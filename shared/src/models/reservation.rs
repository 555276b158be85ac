//! Reservation context and booking models

use serde::{Deserialize, Serialize};

use crate::error::{AppError, AppResult, ErrorCode};
use crate::types::Timestamp;

use super::menu::MenuSelection;

/// Separator placed between the fields of a reservation seed
pub const SEED_SEPARATOR: char = '|';

/// The (restaurant, date, time) triple a booking query is made for
///
/// Plain value type, built fresh for every query.
#[derive(Debug, Clone, PartialEq, Eq, Hash, Serialize, Deserialize)]
pub struct ReservationContext {
    pub restaurant_id: String,
    /// Date (YYYY-MM-DD)
    pub date_ymd: String,
    /// Time slot (HH:mm)
    pub time: String,
}

impl ReservationContext {
    pub fn new(
        restaurant_id: impl Into<String>,
        date_ymd: impl Into<String>,
        time: impl Into<String>,
    ) -> Self {
        Self {
            restaurant_id: restaurant_id.into(),
            date_ymd: date_ymd.into(),
            time: time.into(),
        }
    }

    /// Seed string: `restaurant_id|date_ymd|time`
    pub fn seed(&self) -> String {
        format!(
            "{}{sep}{}{sep}{}",
            self.restaurant_id,
            self.date_ymd,
            self.time,
            sep = SEED_SEPARATOR
        )
    }
}

/// Booking lifecycle status
#[derive(Debug, Clone, Copy, PartialEq, Eq, Serialize, Deserialize)]
#[serde(rename_all = "SCREAMING_SNAKE_CASE")]
pub enum BookingStatus {
    Pending,
    Confirmed,
    Cancelled,
}

impl BookingStatus {
    /// Whether a booking may move from `self` to `next`
    ///
    /// Pending bookings can be confirmed or cancelled, confirmed bookings
    /// can only be cancelled. Cancelled is final.
    pub fn can_transition_to(self, next: BookingStatus) -> bool {
        matches!(
            (self, next),
            (BookingStatus::Pending, BookingStatus::Confirmed)
                | (BookingStatus::Pending, BookingStatus::Cancelled)
                | (BookingStatus::Confirmed, BookingStatus::Cancelled)
        )
    }
}

/// Create booking payload
#[derive(Debug, Clone, Serialize, Deserialize)]
pub struct BookingCreate {
    pub restaurant_id: String,
    /// Date (YYYY-MM-DD)
    pub date: String,
    /// Time slot (HH:mm)
    pub time: String,
    pub party_size: u32,
    pub table_ids: Vec<String>,
    pub guest_name: String,
    pub guest_phone: String,
    pub note: Option<String>,
    #[serde(default)]
    pub menu: Vec<MenuSelection>,
}

impl BookingCreate {
    /// Reservation context this request targets
    pub fn context(&self) -> ReservationContext {
        ReservationContext::new(&self.restaurant_id, &self.date, &self.time)
    }
}

/// Booking entity
#[derive(Debug, Clone, Serialize, Deserialize)]
pub struct Booking {
    pub id: i64,
    pub restaurant_id: String,
    pub date: String,
    pub time: String,
    pub party_size: u32,
    pub table_ids: Vec<String>,
    pub guest_name: String,
    /// Normalized (digits only)
    pub guest_phone: String,
    pub note: Option<String>,
    pub menu: Vec<MenuSelection>,
    pub menu_subtotal: f64,
    pub deposit: f64,
    pub status: BookingStatus,
    pub created_at: Timestamp,
}

impl Booking {
    /// Confirm a pending booking
    pub fn confirm(&mut self) -> AppResult<()> {
        self.transition(BookingStatus::Confirmed)
    }

    /// Cancel a pending or confirmed booking
    pub fn cancel(&mut self) -> AppResult<()> {
        self.transition(BookingStatus::Cancelled)
    }

    fn transition(&mut self, next: BookingStatus) -> AppResult<()> {
        if !self.status.can_transition_to(next) {
            return Err(AppError::with_message(
                ErrorCode::InvalidRequest,
                format!("Booking {} cannot go from {:?} to {:?}", self.id, self.status, next),
            )
            .with_detail("booking_id", self.id)
            .with_detail("status", format!("{:?}", self.status)));
        }
        self.status = next;
        Ok(())
    }
}

#[cfg(test)]
mod tests {
    use super::*;

    #[test]
    fn test_seed_joins_fields() {
        let ctx = ReservationContext::new("1", "2025-01-01", "18:00");
        assert_eq!(ctx.seed(), "1|2025-01-01|18:00");
    }

    #[test]
    fn test_seed_with_empty_fields() {
        let ctx = ReservationContext::new("", "", "");
        assert_eq!(ctx.seed(), "||");
    }

    #[test]
    fn test_booking_create_context() {
        let req: BookingCreate = serde_json::from_value(serde_json::json!({
            "restaurant_id": "2",
            "date": "2025-03-14",
            "time": "19:30",
            "party_size": 4,
            "table_ids": ["T1"],
            "guest_name": "Kim",
            "guest_phone": "010-1234-5678",
            "note": null
        }))
        .unwrap();
        assert!(req.menu.is_empty());
        assert_eq!(req.context(), ReservationContext::new("2", "2025-03-14", "19:30"));
    }

    #[test]
    fn test_booking_status_serde() {
        let json = serde_json::to_string(&BookingStatus::Pending).unwrap();
        assert_eq!(json, "\"PENDING\"");
    }

    fn pending_booking() -> Booking {
        Booking {
            id: 7,
            restaurant_id: "1".into(),
            date: "2025-01-01".into(),
            time: "18:00".into(),
            party_size: 2,
            table_ids: vec!["A1".into()],
            guest_name: "Kim".into(),
            guest_phone: "01012345678".into(),
            note: None,
            menu: vec![],
            menu_subtotal: 0.0,
            deposit: 0.0,
            status: BookingStatus::Pending,
            created_at: 0,
        }
    }

    #[test]
    fn test_confirm_then_cancel() {
        let mut booking = pending_booking();
        booking.confirm().unwrap();
        assert_eq!(booking.status, BookingStatus::Confirmed);
        booking.cancel().unwrap();
        assert_eq!(booking.status, BookingStatus::Cancelled);
    }

    #[test]
    fn test_invalid_status_transitions() {
        let mut booking = pending_booking();
        booking.cancel().unwrap();

        let err = booking.confirm().unwrap_err();
        assert_eq!(err.code, ErrorCode::InvalidRequest);
        assert_eq!(booking.status, BookingStatus::Cancelled);
        assert_eq!(booking.cancel().unwrap_err().code, ErrorCode::InvalidRequest);

        let mut booking = pending_booking();
        booking.confirm().unwrap();
        assert_eq!(booking.confirm().unwrap_err().code, ErrorCode::InvalidRequest);
        assert!(!BookingStatus::Confirmed.can_transition_to(BookingStatus::Pending));
    }
}
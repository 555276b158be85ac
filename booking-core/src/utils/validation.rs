//! Input validation helpers
//!
//! Centralized text length constants and validation functions for booking
//! requests.

use super::AppError;

// ── Text length limits ──────────────────────────────────────────────

/// Guest names
pub const MAX_NAME_LEN: usize = 100;

/// Booking notes (allergies, occasion, seating wishes)
pub const MAX_NOTE_LEN: usize = 500;

/// Most portions a single menu line may pre-order
pub const MAX_MENU_QUANTITY: u32 = 99;

// ── Validation helpers ──────────────────────────────────────────────

/// Validate that a required string is non-empty and within the length limit.
pub fn validate_required_text(value: &str, field: &str, max_len: usize) -> Result<(), AppError> {
    if value.trim().is_empty() {
        return Err(AppError::validation(format!("{field} must not be empty"))
            .with_detail("field", field));
    }
    let len = value.chars().count();
    if len > max_len {
        return Err(AppError::validation(format!(
            "{field} is too long ({len} chars, max {max_len})"
        ))
        .with_detail("field", field));
    }
    Ok(())
}

/// Validate that an optional string, if present, is within the length limit.
pub fn validate_optional_text(
    value: &Option<String>,
    field: &str,
    max_len: usize,
) -> Result<(), AppError> {
    if let Some(v) = value
        && v.chars().count() > max_len
    {
        return Err(AppError::validation(format!(
            "{field} is too long ({} chars, max {max_len})",
            v.chars().count()
        ))
        .with_detail("field", field));
    }
    Ok(())
}

#[cfg(test)]
mod tests {
    use super::*;

    #[test]
    fn test_required_text() {
        assert!(validate_required_text("Kim", "guest_name", MAX_NAME_LEN).is_ok());
        assert!(validate_required_text("   ", "guest_name", MAX_NAME_LEN).is_err());
        let long = "a".repeat(MAX_NAME_LEN + 1);
        let err = validate_required_text(&long, "guest_name", MAX_NAME_LEN).unwrap_err();
        assert!(err.message.contains("too long"));
    }

    #[test]
    fn test_required_text_counts_chars() {
        // 100 Hangul syllables are 300 bytes but within the limit
        let name = "김".repeat(MAX_NAME_LEN);
        assert!(validate_required_text(&name, "guest_name", MAX_NAME_LEN).is_ok());
    }

    #[test]
    fn test_optional_text() {
        assert!(validate_optional_text(&None, "note", MAX_NOTE_LEN).is_ok());
        assert!(validate_optional_text(&Some("window seat".into()), "note", MAX_NOTE_LEN).is_ok());
        let long = Some("x".repeat(MAX_NOTE_LEN + 1));
        assert!(validate_optional_text(&long, "note", MAX_NOTE_LEN).is_err());
    }
}
//! Availability preview for every restaurant of a catalog

use chrono::NaiveDate;
use serde_json::{Value, json};

use super::BookingService;
use crate::availability::AvailabilityOracle;
use crate::catalog::CatalogProvider;
use crate::utils::AppResult;
use crate::utils::time::{format_date_ymd, parse_date_ymd};

/// Preview date: the given `YYYY-MM-DD` argument, or `today` when absent
pub fn resolve_date(arg: Option<&str>, today: NaiveDate) -> AppResult<String> {
    match arg {
        Some(arg) => Ok(format_date_ymd(parse_date_ymd(arg)?)),
        None => Ok(format_date_ymd(today)),
    }
}

/// Availability board of every restaurant for `date`, as JSON
pub fn availability_preview<C: CatalogProvider, O: AvailabilityOracle>(
    service: &BookingService<C, O>,
    date: &str,
) -> AppResult<Value> {
    let mut restaurants = Vec::new();
    for restaurant in service.catalog().restaurants() {
        let board = service.availability_board(&restaurant.id, date)?;
        restaurants.push(json!({
            "restaurant_id": restaurant.id,
            "name": restaurant.name,
            "slots": board,
        }));
    }
    Ok(json!({ "date": date, "restaurants": restaurants }))
}
/// Current UTC timestamp in milliseconds
pub fn now_millis() -> i64 {
    chrono::Utc::now().timestamp_millis()
}

/// Generate a Snowflake-style i64 for use as resource ID.
///
/// Layout (53 bits, fits in JavaScript's Number.MAX_SAFE_INTEGER):
///   - 41 bits: milliseconds since 2024-01-01 UTC (~69 years)
///   - 12 bits: random (4096 values per ms)
pub fn snowflake_id() -> i64 {
    use rand::Rng;
    // Custom epoch: 2024-01-01 00:00:00 UTC
    const EPOCH_MS: i64 = 1_704_067_200_000;
    let now = now_millis();
    let ts = (now - EPOCH_MS) & 0x1FF_FFFF_FFFF; // 41 bits
    let rand_bits: i64 = rand::thread_rng().gen_range(0..0x1000); // 12 bits
    (ts << 12) | rand_bits
}

#[cfg(test)]
mod tests {
    use super::*;

    #[test]
    fn test_snowflake_id_fits_js_safe_integer() {
        const MAX_SAFE_INTEGER: i64 = (1 << 53) - 1;
        for _ in 0..100 {
            let id = snowflake_id();
            assert!(id > 0);
            assert!(id <= MAX_SAFE_INTEGER);
        }
    }

    #[test]
    fn test_snowflake_id_is_time_ordered() {
        let first = snowflake_id() >> 12;
        std::thread::sleep(std::time::Duration::from_millis(2));
        let second = snowflake_id() >> 12;
        assert!(second > first);
    }
}
use anyhow::Context;
use booking_core::booking::{availability_preview, resolve_date};
use booking_core::{BookingService, Config, HashOracle, MockCatalog};

fn main() -> anyhow::Result<()> {
    // .env is optional
    dotenv::dotenv().ok();

    let config = Config::from_env();
    config.validate()?;
    booking_core::init_logger_with_file(Some(config.log_level.as_str()), config.log_dir.as_deref());

    let arg = std::env::args().nth(1);
    let date = resolve_date(arg.as_deref(), chrono::Local::now().date_naive())
        .context("preview date must be YYYY-MM-DD")?;

    tracing::info!(date = %date, environment = %config.environment, "Building availability preview");

    let service = BookingService::new(MockCatalog::new(), HashOracle, config);
    let preview = availability_preview(&service, &date)
        .with_context(|| format!("availability preview for {}", date))?;
    println!("{}", serde_json::to_string_pretty(&preview)?);
    Ok(())
}
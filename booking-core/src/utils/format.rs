//! Display formatting for phone numbers, prices and deposit rates

use rust_decimal::prelude::*;

use super::{AppError, AppResult};
use shared::ErrorCode;

/// Keep only ASCII digits
pub fn normalize_phone(raw: &str) -> String {
    raw.chars().filter(char::is_ascii_digit).collect()
}

/// Group a phone number for display
///
/// | digits | rule | example |
/// |---|---|---|
/// | 11 | 3-4-4 | 010-1234-5678 |
/// | 10, leading `02` | 2-4-4 | 02-1234-5678 |
/// | 10 | 3-3-4 | 031-123-4567 |
/// | 9, leading `02` | 2-3-4 | 02-123-4567 |
/// | 8 | 4-4 | 1588-1234 |
///
/// Anything else is returned as bare digits.
pub fn format_phone(raw: &str) -> String {
    let digits = normalize_phone(raw);
    let groups: &[usize] = match digits.len() {
        11 => &[3, 4, 4],
        10 if digits.starts_with("02") => &[2, 4, 4],
        10 => &[3, 3, 4],
        9 if digits.starts_with("02") => &[2, 3, 4],
        8 => &[4, 4],
        _ => return digits,
    };

    let mut parts = Vec::with_capacity(groups.len());
    let mut start = 0;
    for len in groups {
        parts.push(&digits[start..start + len]);
        start += len;
    }
    parts.join("-")
}

/// Validate a guest phone number, returning its normalized digits
pub fn validate_phone(raw: &str, min_digits: usize) -> AppResult<String> {
    let digits = normalize_phone(raw);
    if digits.len() < min_digits || digits.len() > 11 {
        return Err(AppError::with_message(
            ErrorCode::InvalidPhoneNumber,
            format!("Invalid phone number: {}", raw),
        )
        .with_detail("digits", digits.len())
        .with_detail("min_digits", min_digits));
    }
    Ok(digits)
}

/// Whole-unit price with comma grouping: `12000.0` -> `12,000`
pub fn format_price(amount: f64) -> String {
    let rounded = Decimal::from_f64(amount)
        .unwrap_or_default()
        .round_dp_with_strategy(0, RoundingStrategy::MidpointAwayFromZero);
    let negative = rounded.is_sign_negative() && !rounded.is_zero();
    let digits = rounded.abs().trunc().to_string();

    let mut grouped = String::with_capacity(digits.len() + digits.len() / 3 + 1);
    for (i, ch) in digits.chars().enumerate() {
        if i > 0 && (digits.len() - i) % 3 == 0 {
            grouped.push(',');
        }
        grouped.push(ch);
    }

    if negative {
        format!("-{}", grouped)
    } else {
        grouped
    }
}

/// Deposit rate as a percentage: `10.0` -> `10%`, `12.5` -> `12.5%`
pub fn format_deposit_rate(percent: f64) -> String {
    let value = Decimal::from_f64(percent)
        .unwrap_or_default()
        .round_dp(2)
        .normalize();
    format!("{}%", value)
}

#[cfg(test)]
mod tests {
    use super::*;

    #[test]
    fn test_normalize_phone() {
        assert_eq!(normalize_phone("010-1234-5678"), "01012345678");
        assert_eq!(normalize_phone(" (02) 123 4567 "), "021234567");
        assert_eq!(normalize_phone("abc"), "");
    }

    #[test]
    fn test_format_phone() {
        assert_eq!(format_phone("01012345678"), "010-1234-5678");
        assert_eq!(format_phone("0212345678"), "02-1234-5678");
        assert_eq!(format_phone("0311234567"), "031-123-4567");
        assert_eq!(format_phone("021234567"), "02-123-4567");
        assert_eq!(format_phone("15881234"), "1588-1234");
        assert_eq!(format_phone("010-1234-5678"), "010-1234-5678");
    }

    #[test]
    fn test_format_phone_passthrough() {
        assert_eq!(format_phone("12345"), "12345");
        assert_eq!(format_phone("123456789"), "123456789");
        assert_eq!(format_phone(""), "");
    }

    #[test]
    fn test_validate_phone() {
        assert_eq!(validate_phone("010-1234-5678", 9).unwrap(), "01012345678");
        assert_eq!(validate_phone("02-123-4567", 9).unwrap(), "021234567");

        let err = validate_phone("1234", 9).unwrap_err();
        assert_eq!(err.code, ErrorCode::InvalidPhoneNumber);
        assert!(validate_phone("010123456789", 9).is_err());
    }

    #[test]
    fn test_format_price() {
        assert_eq!(format_price(0.0), "0");
        assert_eq!(format_price(999.0), "999");
        assert_eq!(format_price(1000.0), "1,000");
        assert_eq!(format_price(12000.0), "12,000");
        assert_eq!(format_price(1234567.0), "1,234,567");
        assert_eq!(format_price(12000.5), "12,001");
        assert_eq!(format_price(-4500.0), "-4,500");
        assert_eq!(format_price(-0.4), "0");
    }

    #[test]
    fn test_format_deposit_rate() {
        assert_eq!(format_deposit_rate(10.0), "10%");
        assert_eq!(format_deposit_rate(12.5), "12.5%");
        assert_eq!(format_deposit_rate(0.0), "0%");
        assert_eq!(format_deposit_rate(33.333), "33.33%");
    }
}
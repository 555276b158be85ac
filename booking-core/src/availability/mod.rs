//! Table availability
//!
//! There is no inventory store behind the booking flow yet, so
//! availability is derived from the reservation context alone: the
//! `(restaurant, date, time)` seed and each table id are hashed, and the
//! table is bookable when the hash lands in the lower 70 of 100 buckets.
//! The result looks random per table and slot but is fully reproducible.
//!
//! [`AvailabilityOracle`] is the seam a real availability query plugs into.

pub mod hash;

use std::collections::BTreeSet;

use shared::models::ReservationContext;

pub use hash::{seed_hash, table_hash};

/// Number of hash buckets a table hash is reduced to
pub const BUCKETS: u32 = 100;

/// Buckets (out of [`BUCKETS`]) that count as available: a 70% target rate
pub const AVAILABLE_BUCKETS: u32 = 70;

/// Source of table availability for a reservation context
pub trait AvailabilityOracle: Send + Sync {
    /// Subset of `table_ids` that can be booked for `ctx`
    fn available(&self, ctx: &ReservationContext, table_ids: &[String]) -> BTreeSet<String>;

    /// Availability verdict for a single table
    fn is_available(&self, ctx: &ReservationContext, table_id: &str) -> bool {
        self.available(ctx, &[table_id.to_string()])
            .contains(table_id)
    }
}

/// Deterministic hash-based oracle
#[derive(Debug, Clone, Copy, Default)]
pub struct HashOracle;

impl AvailabilityOracle for HashOracle {
    fn available(&self, ctx: &ReservationContext, table_ids: &[String]) -> BTreeSet<String> {
        compute_availability(ctx, table_ids)
    }

    fn is_available(&self, ctx: &ReservationContext, table_id: &str) -> bool {
        is_table_available(seed_hash(&ctx.seed()), table_id)
    }
}

/// Tables from `table_ids` that are available for `ctx`
///
/// Each id is judged on its own, so order, duplicates and the presence of
/// other ids never change a verdict. An empty input yields an empty set.
pub fn compute_availability<S: AsRef<str>>(
    ctx: &ReservationContext,
    table_ids: &[S],
) -> BTreeSet<String> {
    let seed = seed_hash(&ctx.seed());
    let available: BTreeSet<String> = table_ids
        .iter()
        .map(|id| id.as_ref())
        .filter(|id| is_table_available(seed, id))
        .map(str::to_string)
        .collect();

    tracing::debug!(
        restaurant_id = %ctx.restaurant_id,
        date = %ctx.date_ymd,
        time = %ctx.time,
        requested = table_ids.len(),
        available = available.len(),
        "Computed table availability"
    );
    available
}

/// Verdict for one table given a precomputed seed hash
///
/// `(h mod 100) / 100 < 0.70`, evaluated on integers.
#[inline]
pub fn is_table_available(seed_hash: u32, table_id: &str) -> bool {
    table_hash(seed_hash, table_id) % BUCKETS < AVAILABLE_BUCKETS
}
//! Common types for the shared crate

/// Timestamp type (Unix milliseconds)
pub type Timestamp = i64;
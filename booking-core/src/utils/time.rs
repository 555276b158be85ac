//! Date and time helpers for reservation dates (YYYY-MM-DD) and slots (HH:mm)

use chrono::{Datelike, NaiveDate, NaiveTime, Timelike};

use super::{AppError, AppResult};

/// Wire format for reservation dates
pub const DATE_FORMAT: &str = "%Y-%m-%d";

/// Wire format for slot times
pub const TIME_FORMAT: &str = "%H:%M";

/// Parse a date string (YYYY-MM-DD)
pub fn parse_date_ymd(date: &str) -> AppResult<NaiveDate> {
    NaiveDate::parse_from_str(date, DATE_FORMAT).map_err(|_| AppError::invalid_format("date", date))
}

/// Parse a slot time (HH:mm, 24h, zero padded)
pub fn parse_time_hm(time: &str) -> AppResult<NaiveTime> {
    // chrono accepts "9:00", " 9:00" and "09: 0"; slots are always written zero padded
    let bytes = time.as_bytes();
    let padded = bytes.len() == 5
        && bytes[2] == b':'
        && [0, 1, 3, 4].iter().all(|&i| bytes[i].is_ascii_digit());
    if !padded {
        return Err(AppError::invalid_format("time", time));
    }
    NaiveTime::parse_from_str(time, TIME_FORMAT).map_err(|_| AppError::invalid_format("time", time))
}

/// Format a date as YYYY-MM-DD
pub fn format_date_ymd(date: NaiveDate) -> String {
    date.format(DATE_FORMAT).to_string()
}

/// Format a time as HH:mm
pub fn format_time_hm(time: NaiveTime) -> String {
    time.format(TIME_FORMAT).to_string()
}

/// Display form of a date: `2025.01.01 (Wed)`
pub fn format_display_date(date: NaiveDate) -> String {
    format!(
        "{:04}.{:02}.{:02} ({})",
        date.year(),
        date.month(),
        date.day(),
        date.weekday()
    )
}

/// Display form of a slot time: `18:30` -> `6:30 PM`
pub fn format_display_time(time: &str) -> AppResult<String> {
    let t = parse_time_hm(time)?;
    let (is_pm, hour) = t.hour12();
    Ok(format!(
        "{}:{:02} {}",
        hour,
        t.minute(),
        if is_pm { "PM" } else { "AM" }
    ))
}

#[cfg(test)]
mod tests {
    use super::*;
    use shared::ErrorCode;

    #[test]
    fn test_parse_date() {
        let d = parse_date_ymd("2025-01-01").unwrap();
        assert_eq!(d, NaiveDate::from_ymd_opt(2025, 1, 1).unwrap());
        assert_eq!(format_date_ymd(d), "2025-01-01");
    }

    #[test]
    fn test_parse_date_rejects_bad_input() {
        for bad in ["2025/01/01", "2025-13-01", "2025-02-30", "", "tomorrow"] {
            let err = parse_date_ymd(bad).unwrap_err();
            assert_eq!(err.code, ErrorCode::InvalidFormat, "{bad}");
        }
    }

    #[test]
    fn test_parse_time() {
        let t = parse_time_hm("18:00").unwrap();
        assert_eq!(t, NaiveTime::from_hms_opt(18, 0, 0).unwrap());
        assert_eq!(format_time_hm(t), "18:00");
        assert_eq!(format_time_hm(parse_time_hm("09:05").unwrap()), "09:05");
    }

    #[test]
    fn test_parse_time_rejects_bad_input() {
        for bad in [
            "9:00", " 8:00", "08: 0", "0 8:00", "+8:00", "24:00", "18:60", "18-00", "",
            "18:00:00", "１8:00",
        ] {
            assert!(parse_time_hm(bad).is_err(), "{bad}");
        }
    }

    #[test]
    fn test_display_date() {
        let d = NaiveDate::from_ymd_opt(2025, 1, 1).unwrap();
        assert_eq!(format_display_date(d), "2025.01.01 (Wed)");
    }

    #[test]
    fn test_display_time() {
        assert_eq!(format_display_time("18:30").unwrap(), "6:30 PM");
        assert_eq!(format_display_time("00:15").unwrap(), "12:15 AM");
        assert_eq!(format_display_time("12:00").unwrap(), "12:00 PM");
        assert_eq!(format_display_time("09:05").unwrap(), "9:05 AM");
        assert!(format_display_time("noon").is_err());
    }
}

──────

Problem: Please show the lines of the material that contain the string "leading".

Answer to this problem:
/// | 10, leading `02` | 2-4-4 | 02-1234-5678 |
/// | 9, leading `02` | 2-3-4 | 02-123-4567 |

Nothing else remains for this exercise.